Faça a coisa certa
Quatro atitudes fundamentais para não perder tempo e dinheiro ao instalar um software de gestão numa pequena ou média empresa

Empreendedores à frente de pequenos e médios negócios que dão certo logo sentem necessidade de centralizar o controle de processos da gestão - como fluxo de caixa, cálculo de comissões de vendas, controle do estoque e emissão de folha de pagamentos. Quem for às compras vai encontrar mais de 100 sistemas específicos para pequenas e médias empresas que prometem pôr ordem em informações desencontradas em diferentes departamentos. Denominadas genericamente de ERPs (da sigla em inglês para Enterprise Resource Planning), esses softwares de gestão custam, de forma geral, de 20 000 a 200 000 reais. O preço varia em razão da complexidade das tarefas embutidas no programa e do volume de trabalho demandado na implantação.

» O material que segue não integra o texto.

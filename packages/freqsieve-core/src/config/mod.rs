//! Configuration system
//!
//! One versioned YAML file feeds every package: storage location, checkpoint
//! retry policy, archive threshold, prefilter and worker pool. Command-line
//! flags override individual values after loading.
//!
//! # Examples
//!
//! ```rust,ignore
//! use freqsieve_core::config::SieveConfig;
//!
//! let config = SieveConfig::from_yaml("freqsieve.yaml")?;
//! let prefilter = config.prefilter()?;
//! ```

pub mod error;
pub mod sieve_config;

pub use error::{ConfigError, ConfigResult};
pub use sieve_config::{
    ArchiveSettings, CheckpointSettings, PoolSettings, PrefilterSettings, SieveConfig,
    StorageSettings, SUPPORTED_VERSIONS,
};
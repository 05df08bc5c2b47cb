//! Interval sieve on a fixed-size worker pool
//!
//! The "scan many small numbers" workload: `[start, end]` is cut into
//! blocks, each block is an independent stateless task, and a rayon pool of
//! fixed size pulls blocks one at a time. Results are merged and sorted at
//! the end, so the output never depends on worker completion order.
//!
//! ```text
//! [start ............................................ end]
//!  └ block 0 ┘└ block 1 ┘└ block 2 ┘ ...   -> worker pool -> merge -> sort
//! ```

use crate::errors::{CoreError, CoreResult};
use crate::prefilter::Prefilter;
use crate::scanner::is_prime_frequency;
use crate::target::Target;
use rayon::prelude::*;
use rayon::ThreadPoolBuilder;
use tracing::debug;

/// Fixed-size pool scanning a range of numbers
#[derive(Debug, Clone)]
pub struct IntervalSieve {
    workers: usize,
    block_size: u64,
    prefilter: Prefilter,
}

impl IntervalSieve {
    /// `workers == 0` selects one worker per CPU core
    pub fn new(workers: usize, block_size: u64, prefilter: Prefilter) -> CoreResult<Self> {
        if block_size == 0 {
            return Err(CoreError::partitioning("block size must be positive"));
        }
        let workers = if workers == 0 { num_cpus::get() } else { workers };
        Ok(Self {
            workers,
            block_size,
            prefilter,
        })
    }

    pub fn workers(&self) -> usize {
        self.workers
    }

    /// Inclusive `(block_start, block_end)` tasks covering `[start, end]`
    pub fn tasks(&self, start: u64, end: u64) -> Vec<(u64, u64)> {
        let mut tasks = Vec::new();
        if start > end {
            return tasks;
        }
        let mut block_start = start;
        loop {
            let block_end = block_start.saturating_add(self.block_size - 1).min(end);
            tasks.push((block_start, block_end));
            if block_end == end {
                break;
            }
            block_start = block_end + 1;
        }
        tasks
    }

    /// All numbers in `[start, end]` the frequency test classifies as prime, ascending
    pub fn primes_in(&self, start: u64, end: u64) -> CoreResult<Vec<u64>> {
        let tasks = self.tasks(start, end);
        debug!(
            "Interval sieve: {} blocks over [{}, {}] on {} workers",
            tasks.len(),
            start,
            end,
            self.workers
        );

        let pool = ThreadPoolBuilder::new()
            .num_threads(self.workers)
            .thread_name(|i| format!("freqsieve-worker-{}", i))
            .build()
            .map_err(|e| CoreError::WorkerPool(e.to_string()))?;

        let per_block: Vec<CoreResult<Vec<u64>>> = pool.install(|| {
            tasks
                .par_iter()
                .with_max_len(1)
                .map(|&(block_start, block_end)| self.process_block(block_start, block_end))
                .collect()
        });

        let mut primes = Vec::new();
        for block in per_block {
            primes.extend(block?);
        }
        primes.sort_unstable();
        Ok(primes)
    }

    fn process_block(&self, block_start: u64, block_end: u64) -> CoreResult<Vec<u64>> {
        let mut primes = Vec::new();
        for n in block_start..=block_end {
            if n < 2 {
                continue;
            }
            let target = Target::from_u64(n)?;
            if is_prime_frequency(&target, &self.prefilter)? {
                primes.push(n);
            }
        }
        Ok(primes)
    }
}
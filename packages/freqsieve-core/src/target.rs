//! Target number
//!
//! The integer under investigation. Immutable for the lifetime of a job and
//! always carried in arbitrary precision.
//!
//! Accepted input forms:
//! - decimal literal: `1022117`
//! - power: `2**127` or `2^127`
//! - sums/differences of the above: `2**127 - 1`, `10^1000 + 7`
//!
//! Underscores and whitespace are ignored inside the expression.

use crate::errors::{CoreError, CoreResult};
use num_bigint::BigUint;
use num_integer::Integer;
use num_traits::{One, Zero};
use std::fmt;
use std::str::FromStr;

/// Largest exponent accepted in `a**b` (keeps `10**b` parsing bounded)
const MAX_EXPONENT: u32 = 1 << 20;

/// Target integer (`>= 2`)
#[derive(Debug, Clone, PartialEq, Eq, Hash)]
pub struct Target(BigUint);

impl Target {
    /// Wrap an integer, rejecting 0 and 1
    pub fn new(value: BigUint) -> CoreResult<Self> {
        if value < BigUint::from(2u32) {
            return Err(CoreError::invalid_target(
                value.to_string(),
                "target must be at least 2",
            ));
        }
        Ok(Self(value))
    }

    pub fn from_u64(value: u64) -> CoreResult<Self> {
        Self::new(BigUint::from(value))
    }

    pub fn value(&self) -> &BigUint {
        &self.0
    }

    pub fn into_inner(self) -> BigUint {
        self.0
    }

    /// `floor(sqrt(target))`
    pub fn isqrt(&self) -> BigUint {
        self.0.sqrt()
    }

    /// Residue modulo a small divisor
    pub fn rem_u32(&self, divisor: u32) -> u32 {
        let rem = &self.0 % divisor;
        rem.iter_u32_digits().next().unwrap_or(0)
    }

    pub fn is_divisible_by(&self, divisor: u32) -> bool {
        self.0.is_multiple_of(&BigUint::from(divisor))
    }

    /// Decimal form, used as the canonical identity of a job
    pub fn to_decimal(&self) -> String {
        self.0.to_str_radix(10)
    }

    pub fn bits(&self) -> u64 {
        self.0.bits()
    }
}

impl fmt::Display for Target {
    fn fmt(&self, f: &mut fmt::Formatter<'_>) -> fmt::Result {
        write!(f, "{}", self.0)
    }
}

impl FromStr for Target {
    type Err = CoreError;

    fn from_str(s: &str) -> CoreResult<Self> {
        let value = parse_expression(s)?;
        Self::new(value)
    }
}

fn parse_expression(input: &str) -> CoreResult<BigUint> {
    let compact: String = input
        .chars()
        .filter(|c| !c.is_whitespace() && *c != '_')
        .collect();
    if compact.is_empty() {
        return Err(CoreError::invalid_target(input, "empty expression"));
    }

    // Split into signed terms; a leading sign is not allowed (targets are positive)
    let mut positive = BigUint::zero();
    let mut negative = BigUint::zero();
    let mut sign_is_plus = true;
    let mut term_start = 0;
    let bytes = compact.as_bytes();

    for i in 0..=bytes.len() {
        let at_end = i == bytes.len();
        if at_end || bytes[i] == b'+' || bytes[i] == b'-' {
            let term = &compact[term_start..i];
            let value = parse_term(term, input)?;
            if sign_is_plus {
                positive += value;
            } else {
                negative += value;
            }
            if !at_end {
                sign_is_plus = bytes[i] == b'+';
                term_start = i + 1;
            }
        }
    }

    if negative > positive {
        return Err(CoreError::invalid_target(input, "expression is negative"));
    }
    Ok(positive - negative)
}

fn parse_term(term: &str, input: &str) -> CoreResult<BigUint> {
    if term.is_empty() {
        return Err(CoreError::invalid_target(input, "missing operand"));
    }

    let (base, exponent) = if let Some((b, e)) = term.split_once("**") {
        (b, Some(e))
    } else if let Some((b, e)) = term.split_once('^') {
        (b, Some(e))
    } else {
        (term, None)
    };

    let base = parse_decimal(base, input)?;
    match exponent {
        None => Ok(base),
        Some(e) => {
            let exp: u32 = e
                .parse()
                .map_err(|_| CoreError::invalid_target(input, format!("bad exponent '{}'", e)))?;
            if exp > MAX_EXPONENT {
                return Err(CoreError::invalid_target(
                    input,
                    format!("exponent {} exceeds {}", exp, MAX_EXPONENT),
                ));
            }
            if exp == 0 {
                return Ok(BigUint::one());
            }
            Ok(base.pow(exp))
        }
    }
}

fn parse_decimal(digits: &str, input: &str) -> CoreResult<BigUint> {
    if digits.is_empty() || !digits.bytes().all(|b| b.is_ascii_digit()) {
        return Err(CoreError::invalid_target(
            input,
            format!("'{}' is not a decimal integer", digits),
        ));
    }
    BigUint::parse_bytes(digits.as_bytes(), 10)
        .ok_or_else(|| CoreError::invalid_target(input, "not a decimal integer"))
}

#[cfg(test)]
mod tests {
    use super::*;

    #[test]
    fn test_parse_decimal() {
        let t: Target = "1022117".parse().unwrap();
        assert_eq!(t.value(), &BigUint::from(1_022_117u32));
    }

    #[test]
    fn test_parse_mersenne_expression() {
        let t: Target = "2**127 - 1".parse().unwrap();
        let expected = (BigUint::one() << 127u32) - BigUint::one();
        assert_eq!(t.value(), &expected);

        let caret: Target = "2^127-1".parse().unwrap();
        assert_eq!(caret, t);
    }

    #[test]
    fn test_parse_sum() {
        let t: Target = "10**3 + 9".parse().unwrap();
        assert_eq!(t.to_decimal(), "1009");
    }

    #[test]
    fn test_underscores_ignored() {
        let t: Target = "1_000_003".parse().unwrap();
        assert_eq!(t.to_decimal(), "1000003");
    }

    #[test]
    fn test_rejects_small_values() {
        assert!("1".parse::<Target>().is_err());
        assert!("0".parse::<Target>().is_err());
        assert!("3 - 2".parse::<Target>().is_err());
        assert!("2".parse::<Target>().is_ok());
    }

    #[test]
    fn test_rejects_garbage() {
        assert!("".parse::<Target>().is_err());
        assert!("abc".parse::<Target>().is_err());
        assert!("2**".parse::<Target>().is_err());
        assert!("5 -".parse::<Target>().is_err());
        assert!("-5".parse::<Target>().is_err());
        assert!("1 - 5".parse::<Target>().is_err());
    }

    #[test]
    fn test_isqrt_and_residues() {
        let t = Target::from_u64(35).unwrap();
        assert_eq!(t.isqrt(), BigUint::from(5u32));
        assert_eq!(t.rem_u32(6), 5);
        assert!(t.is_divisible_by(7));
        assert!(!t.is_divisible_by(3));
    }
}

Do dia em que desembarcam os técnicos encarregados de instalar toda a parafernália até a nova tecnologia se integrar ao cotidiano dos funcionários pode passar um bom tempo. "Não há como espremer em um ano uma implantação prevista para acontecer em dois", diz Daniel Torres, diretor da Cyberlynxx, consultoria de serviços de tecnologia da informação. "Mas há providências que cabem ao empreendedor tomar para evitar mais sofrimento nessa fase." Depois de comprar os programas e antes de a implantação começar, o empreendedor deve: 1) encarregar um funcionário de coordenar todo o trabalho; 2) promover uma faxina nos bancos de dados; 3) treinar os funcionários para os novos sistemas; e 4) não pedir modificações de última hora no projeto. Segundo os especialistas, isso ajuda a evitar a maior parte dos problemas que costumam acarretar atrasos, estouro no orçamento, empecilhos para a tecnologia funcionar direito - ou, no pior dos mundos, tudo isso junto.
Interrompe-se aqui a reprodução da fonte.